そして翌日、ルチアがやってきたのでラクアは子供三人を連れて海に移動したのだった。
海を初めて見たルチアは、その広大さに目を輝かせた。寄せては返す波にびっくりしている。砂浜は歩きにくかったのでルチアはすぐ裸足になっていた。海の中には数人人が入っていて、ルチアは裸になろうとしていたのでラクアがあわてて止めていた。
「ルチア、ここでは裸になっちゃだめだよ。とりあえず着替えよう。おいで」
ラクアはすぐ海に入りたそうなルチアを制して、とりあえず海の神殿に連れて行ったのだった。
神殿では海の連中が待ち構えていた。今日は「遊びに来い」と何度もしつこく言われたので来ることにしたのだった。
「あれ? ガーベラ様は?」
「ガーベラ様がいない」
男達はガーベラを探してる。
「君達が興奮するからガーベラは連れて来なかったよ」
ラクアがいうと、男達はガーンとショックを受けていた。
「そんなー楽しみにしていたのにー」
大きな広間には海の神の長マリナールがいた。
「マリナールさま!」
「おう、よう来たな」
ユリアナとイオナがマリナールに寄っていき、マリナールは二人を同時に抱っこしていた。

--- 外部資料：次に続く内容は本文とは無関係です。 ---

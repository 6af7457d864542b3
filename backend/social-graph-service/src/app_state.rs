//! Application state shared by every handler

use crate::config::Config;
use crate::db::GraphClient;
use crate::services::{
    analytics::AnalyticsService,
    auth::{AuthService, IdentityProvider},
    block::BlockService,
    bookmark::BookmarkService,
    bookmark_collection::BookmarkCollectionService,
    comment::CommentService,
    dating::DatingService,
    follow::FollowService,
    interaction::InteractionService,
    like::LikeService,
    message::MessageService,
    notification::NotificationService,
    post::PostService,
    profile::ProfileService,
    recommendation::RecommendationService,
};
use std::sync::Arc;

#[derive(Clone)]
pub struct AppState {
    pub config: Arc<Config>,
    pub graph: GraphClient,
    pub auth: Arc<AuthService>,
    pub services: Arc<AppServices>,
}

/// Domain services, all sharing one graph client
pub struct AppServices {
    pub profile: ProfileService,
    pub posts: PostService,
    pub comments: CommentService,
    pub likes: LikeService,
    pub bookmarks: BookmarkService,
    pub collections: BookmarkCollectionService,
    pub follows: FollowService,
    pub blocks: BlockService,
    pub messages: MessageService,
    pub notifications: NotificationService,
    pub dating: DatingService,
    pub interactions: InteractionService,
    pub recommendations: RecommendationService,
    pub analytics: AnalyticsService,
}

impl AppServices {
    pub fn new(graph: GraphClient, config: &Config) -> Self {
        let candidate_limit = config.ranking.candidate_limit;
        let notifications = NotificationService::new(graph.clone());
        let interactions = InteractionService::new(graph.clone());

        Self {
            profile: ProfileService::new(graph.clone(), candidate_limit),
            posts: PostService::new(graph.clone(), notifications.clone(), candidate_limit),
            comments: CommentService::new(graph.clone(), notifications.clone()),
            likes: LikeService::new(graph.clone(), notifications.clone()),
            bookmarks: BookmarkService::new(graph.clone()),
            collections: BookmarkCollectionService::new(graph.clone()),
            follows: FollowService::new(graph.clone(), notifications.clone()),
            blocks: BlockService::new(graph.clone()),
            messages: MessageService::new(graph.clone(), notifications.clone()),
            dating: DatingService::new(graph.clone(), interactions.clone(), candidate_limit),
            recommendations: RecommendationService::new(graph.clone(), candidate_limit),
            analytics: AnalyticsService::new(graph),
            interactions,
            notifications,
        }
    }
}

impl AppState {
    pub fn new(config: Config, graph: GraphClient, provider: Arc<dyn IdentityProvider>) -> Self {
        let auth = AuthService::new(provider, &config.auth, graph.clone());
        let services = AppServices::new(graph.clone(), &config);

        Self {
            config: Arc::new(config),
            graph,
            auth: Arc::new(auth),
            services: Arc::new(services),
        }
    }
}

「マリナール、この子が最近産まれたルチアだよ。ルチアは泳ぐのが大好きだから連れてきたんだ」
ラクアはマリナールにルチアを紹介した。
「かわいいのう。ルチアか。面白い髪だの。今日はたくさん遊んで行くといい」
「じゃあ着替えようか」
ラクアは娘達とルチアを別の服に着替えさせた。部屋から出るとレヴァーンが待ち構えていた。

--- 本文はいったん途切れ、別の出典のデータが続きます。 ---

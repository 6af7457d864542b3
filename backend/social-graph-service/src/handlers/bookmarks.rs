use crate::app_state::AppState;
use crate::domain::bookmark::BookmarkCreate;
use crate::domain::Pagination;
use crate::error::Result;
use crate::handlers::page;
use crate::middleware::UserId;
use actix_web::{web, HttpResponse};
use uuid::Uuid;

/// POST /api/bookmark/post/{post_id}; the `{notes}` body is optional
pub async fn bookmark_post(
    state: web::Data<AppState>,
    user: UserId,
    path: web::Path<Uuid>,
    body: Option<web::Json<BookmarkCreate>>,
) -> Result<HttpResponse> {
    let payload = body.map(|b| b.into_inner()).unwrap_or_default();
    let bookmark = state
        .services
        .bookmarks
        .bookmark_post(user.0, path.into_inner(), payload)
        .await?;
    Ok(HttpResponse::Created().json(bookmark))
}

/// DELETE /api/bookmark/post/{post_id}
pub async fn remove_bookmark(
    state: web::Data<AppState>,
    user: UserId,
    path: web::Path<Uuid>,
) -> Result<HttpResponse> {
    state
        .services
        .bookmarks
        .remove_bookmark(user.0, path.into_inner())
        .await?;
    Ok(HttpResponse::NoContent().finish())
}

/// GET /api/bookmark/post/{post_id}/check
pub async fn is_bookmarked(
    state: web::Data<AppState>,
    user: UserId,
    path: web::Path<Uuid>,
) -> Result<HttpResponse> {
    let bookmarked = state
        .services
        .bookmarks
        .is_bookmarked(user.0, path.into_inner())
        .await?;
    Ok(HttpResponse::Ok().json(bookmarked))
}

/// GET /api/bookmark/user/{user_id}/posts
pub async fn get_bookmarked_posts(
    state: web::Data<AppState>,
    user: UserId,
    path: web::Path<Uuid>,
    query: web::Query<Pagination>,
) -> Result<HttpResponse> {
    let posts = state
        .services
        .bookmarks
        .get_bookmarked_posts(user.0, path.into_inner(), page(query)?)
        .await?;
    Ok(HttpResponse::Ok().json(posts))
}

「待ってたよ。ユリアナ、イオナ、今日もかわいいよ。あ、えーと」
レヴァーンはルチアを見た。
「ルチア、ルーちゃんって呼んでるの。ルーちゃんは泳ぐのすっごく上手なんだよ」
「だから連れてきたの」
ユリアナとイオナが説明した。
「そうなんだ。ルチアは二人よりは少し大きいんだね。じゃあ遊びに行こう」
「行こう行こう」
子供達は喜んで海へとかけだした。
海は湖とはかってが違うのでルチアも最初は泳ぐのが大変そうだったが、太陽が真上に昇る頃になると、すっかり波にも慣れて、しかも海の中を潜っていた。そしていろいろな生き物をひっ捕まえてきては他の者に見せて名前を聞いている。途中からマリナールがやってきて、海の水で渦をつくったり、水の塊で子供達を持ち上げたりして遊んでくれたのだが、ルチアはとにかくすごいはしゃぎっぷりだった。海の中から出ようともしない。海が相当気に入ったようで、他の海の神達もそんなルチアを微笑ましく見ている。
「あの子すごい体力だのう。海の方が向いとるんじゃないか?」
海岸にやってきたマリナールがラクアに言った。
「そうですね。ルチアの体力はすごいですよ。女神の中でも上位に来そうだな」
「久々に上位の女神が産まれたとアシュランがうれしげにいうとったぞ」
「え? アシュランと話したんですか?」
「ああ。面白いというとったが、なるほど面白い」
「上位の女神……そんなに影響力がある女神なのか」
ラクアの娘達は水の神である。親と同じ神の場合は女神の順位などには入らない。ルチアは親とは違う神である。アシュランが上位の女神というからには、ガーベラやダーナ、ディアメラほどの神力が将来ルチアの身に宿ると思っているのである。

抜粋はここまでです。